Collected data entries
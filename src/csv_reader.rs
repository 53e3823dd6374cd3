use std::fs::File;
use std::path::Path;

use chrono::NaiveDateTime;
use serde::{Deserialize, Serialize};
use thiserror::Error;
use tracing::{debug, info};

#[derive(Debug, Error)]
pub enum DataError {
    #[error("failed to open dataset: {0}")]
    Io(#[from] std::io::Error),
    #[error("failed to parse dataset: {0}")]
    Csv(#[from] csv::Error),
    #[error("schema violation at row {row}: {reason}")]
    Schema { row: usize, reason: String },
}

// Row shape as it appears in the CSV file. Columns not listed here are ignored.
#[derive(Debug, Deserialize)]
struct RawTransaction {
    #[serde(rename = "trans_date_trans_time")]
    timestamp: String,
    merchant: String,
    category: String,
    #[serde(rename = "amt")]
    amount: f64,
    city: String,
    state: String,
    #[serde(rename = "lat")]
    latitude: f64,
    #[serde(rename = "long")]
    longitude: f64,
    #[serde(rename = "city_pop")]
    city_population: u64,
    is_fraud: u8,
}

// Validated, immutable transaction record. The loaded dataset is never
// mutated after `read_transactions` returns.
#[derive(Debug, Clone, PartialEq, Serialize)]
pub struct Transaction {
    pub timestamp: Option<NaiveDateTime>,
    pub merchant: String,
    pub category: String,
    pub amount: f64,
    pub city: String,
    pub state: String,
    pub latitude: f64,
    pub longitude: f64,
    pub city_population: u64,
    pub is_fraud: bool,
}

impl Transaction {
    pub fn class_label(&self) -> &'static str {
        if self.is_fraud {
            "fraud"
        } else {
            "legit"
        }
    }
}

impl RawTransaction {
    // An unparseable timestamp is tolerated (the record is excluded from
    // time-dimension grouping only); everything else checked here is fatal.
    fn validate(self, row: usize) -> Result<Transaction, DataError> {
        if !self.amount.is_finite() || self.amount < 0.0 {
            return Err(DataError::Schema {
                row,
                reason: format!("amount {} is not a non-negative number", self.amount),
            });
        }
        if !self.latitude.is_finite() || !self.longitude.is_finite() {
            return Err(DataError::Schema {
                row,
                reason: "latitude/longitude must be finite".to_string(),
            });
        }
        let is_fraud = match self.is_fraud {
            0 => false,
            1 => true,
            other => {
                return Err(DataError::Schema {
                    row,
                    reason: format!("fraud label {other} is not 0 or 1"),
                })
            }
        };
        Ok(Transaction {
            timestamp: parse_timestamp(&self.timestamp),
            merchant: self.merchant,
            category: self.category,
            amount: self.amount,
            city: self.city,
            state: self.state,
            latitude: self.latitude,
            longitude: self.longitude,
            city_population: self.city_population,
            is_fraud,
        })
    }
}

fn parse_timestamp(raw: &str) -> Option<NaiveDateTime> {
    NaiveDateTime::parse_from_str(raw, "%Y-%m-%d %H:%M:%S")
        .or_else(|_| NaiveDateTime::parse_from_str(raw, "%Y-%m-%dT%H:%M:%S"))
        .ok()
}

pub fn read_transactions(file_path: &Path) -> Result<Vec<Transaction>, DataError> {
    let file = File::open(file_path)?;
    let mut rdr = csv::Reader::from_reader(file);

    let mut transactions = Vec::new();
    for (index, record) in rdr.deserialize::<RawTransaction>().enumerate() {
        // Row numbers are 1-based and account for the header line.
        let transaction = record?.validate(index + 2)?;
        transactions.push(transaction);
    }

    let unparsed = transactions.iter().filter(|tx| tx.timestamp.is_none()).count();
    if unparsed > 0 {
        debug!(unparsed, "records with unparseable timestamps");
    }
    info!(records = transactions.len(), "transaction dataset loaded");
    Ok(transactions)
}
...
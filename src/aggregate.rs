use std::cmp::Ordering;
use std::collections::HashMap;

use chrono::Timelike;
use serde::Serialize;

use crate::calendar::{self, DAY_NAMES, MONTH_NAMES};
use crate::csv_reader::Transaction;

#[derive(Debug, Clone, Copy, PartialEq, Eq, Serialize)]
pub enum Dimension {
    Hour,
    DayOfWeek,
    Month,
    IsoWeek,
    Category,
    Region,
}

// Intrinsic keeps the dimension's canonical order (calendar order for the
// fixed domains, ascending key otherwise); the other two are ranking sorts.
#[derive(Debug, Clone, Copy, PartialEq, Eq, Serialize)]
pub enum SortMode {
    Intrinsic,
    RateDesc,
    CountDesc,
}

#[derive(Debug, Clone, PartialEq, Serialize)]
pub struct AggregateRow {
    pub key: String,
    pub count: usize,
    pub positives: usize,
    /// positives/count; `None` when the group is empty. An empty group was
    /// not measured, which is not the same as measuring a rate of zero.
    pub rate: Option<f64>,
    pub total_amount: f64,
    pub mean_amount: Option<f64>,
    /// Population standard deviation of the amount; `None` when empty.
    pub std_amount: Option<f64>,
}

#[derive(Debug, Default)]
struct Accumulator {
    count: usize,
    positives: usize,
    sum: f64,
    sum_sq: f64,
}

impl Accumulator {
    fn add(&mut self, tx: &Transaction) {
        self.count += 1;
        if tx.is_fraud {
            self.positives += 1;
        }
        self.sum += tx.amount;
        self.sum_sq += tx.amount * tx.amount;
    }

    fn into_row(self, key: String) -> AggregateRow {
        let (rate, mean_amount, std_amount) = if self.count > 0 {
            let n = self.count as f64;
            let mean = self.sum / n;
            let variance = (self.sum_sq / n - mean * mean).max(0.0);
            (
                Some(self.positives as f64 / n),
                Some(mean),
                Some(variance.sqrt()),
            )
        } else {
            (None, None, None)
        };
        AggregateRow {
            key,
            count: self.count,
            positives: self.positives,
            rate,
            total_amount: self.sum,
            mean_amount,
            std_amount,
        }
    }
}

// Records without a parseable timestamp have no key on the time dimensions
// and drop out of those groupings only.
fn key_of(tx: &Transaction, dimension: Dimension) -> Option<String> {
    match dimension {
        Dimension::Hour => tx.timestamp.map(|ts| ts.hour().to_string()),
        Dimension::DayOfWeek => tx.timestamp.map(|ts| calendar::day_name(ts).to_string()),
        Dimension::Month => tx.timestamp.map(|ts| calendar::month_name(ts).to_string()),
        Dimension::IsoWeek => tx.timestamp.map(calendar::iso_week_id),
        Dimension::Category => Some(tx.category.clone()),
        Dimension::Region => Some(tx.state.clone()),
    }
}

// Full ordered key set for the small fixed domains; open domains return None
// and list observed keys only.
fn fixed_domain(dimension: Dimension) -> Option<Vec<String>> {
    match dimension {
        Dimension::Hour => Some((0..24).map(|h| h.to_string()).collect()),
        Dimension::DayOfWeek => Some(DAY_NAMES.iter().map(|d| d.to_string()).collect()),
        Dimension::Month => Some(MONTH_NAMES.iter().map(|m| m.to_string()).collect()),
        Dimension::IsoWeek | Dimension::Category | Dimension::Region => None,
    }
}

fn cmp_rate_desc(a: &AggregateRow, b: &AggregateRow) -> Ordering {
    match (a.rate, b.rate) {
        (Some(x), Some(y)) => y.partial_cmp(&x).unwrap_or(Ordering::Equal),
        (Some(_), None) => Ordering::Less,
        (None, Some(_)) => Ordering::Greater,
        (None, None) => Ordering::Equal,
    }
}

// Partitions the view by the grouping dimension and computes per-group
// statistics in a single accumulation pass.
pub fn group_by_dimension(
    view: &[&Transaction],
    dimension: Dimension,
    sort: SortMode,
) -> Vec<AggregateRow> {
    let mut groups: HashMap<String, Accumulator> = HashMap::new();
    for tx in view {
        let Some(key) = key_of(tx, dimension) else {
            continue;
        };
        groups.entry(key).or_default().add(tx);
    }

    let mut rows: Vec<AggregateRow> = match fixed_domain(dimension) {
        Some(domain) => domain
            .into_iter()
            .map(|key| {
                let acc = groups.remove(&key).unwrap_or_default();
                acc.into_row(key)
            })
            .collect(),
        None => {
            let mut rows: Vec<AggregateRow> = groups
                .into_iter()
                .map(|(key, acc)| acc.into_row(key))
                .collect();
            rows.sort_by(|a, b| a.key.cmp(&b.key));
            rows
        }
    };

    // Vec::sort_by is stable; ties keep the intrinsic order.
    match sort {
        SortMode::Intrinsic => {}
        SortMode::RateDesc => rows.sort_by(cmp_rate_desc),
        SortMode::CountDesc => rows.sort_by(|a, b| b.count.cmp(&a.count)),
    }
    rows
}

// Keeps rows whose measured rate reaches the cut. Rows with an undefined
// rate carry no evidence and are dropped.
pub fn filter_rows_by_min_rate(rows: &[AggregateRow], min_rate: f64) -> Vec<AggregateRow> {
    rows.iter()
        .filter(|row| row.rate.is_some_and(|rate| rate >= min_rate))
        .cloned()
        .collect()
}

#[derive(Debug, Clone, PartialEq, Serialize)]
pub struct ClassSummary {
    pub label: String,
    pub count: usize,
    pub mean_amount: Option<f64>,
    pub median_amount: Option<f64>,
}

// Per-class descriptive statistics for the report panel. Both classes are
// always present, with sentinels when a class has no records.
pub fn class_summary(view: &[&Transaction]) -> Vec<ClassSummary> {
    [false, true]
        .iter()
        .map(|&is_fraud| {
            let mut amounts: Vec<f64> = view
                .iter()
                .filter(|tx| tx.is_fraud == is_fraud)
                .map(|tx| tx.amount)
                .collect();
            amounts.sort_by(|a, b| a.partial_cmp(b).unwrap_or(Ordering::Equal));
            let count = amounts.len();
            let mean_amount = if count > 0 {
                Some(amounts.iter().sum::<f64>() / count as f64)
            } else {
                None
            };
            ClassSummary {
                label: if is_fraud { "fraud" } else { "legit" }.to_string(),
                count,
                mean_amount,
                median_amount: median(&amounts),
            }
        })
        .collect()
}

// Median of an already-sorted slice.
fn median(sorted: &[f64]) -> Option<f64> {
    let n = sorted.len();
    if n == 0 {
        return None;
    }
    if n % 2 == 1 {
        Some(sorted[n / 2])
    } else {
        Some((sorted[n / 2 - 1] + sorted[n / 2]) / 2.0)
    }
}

Problem — Select every line in the records above that contains the word "statistics".

Exercise response —
// statistics in a single accumulation pass.
// Per-class descriptive statistics for the report panel. Both classes are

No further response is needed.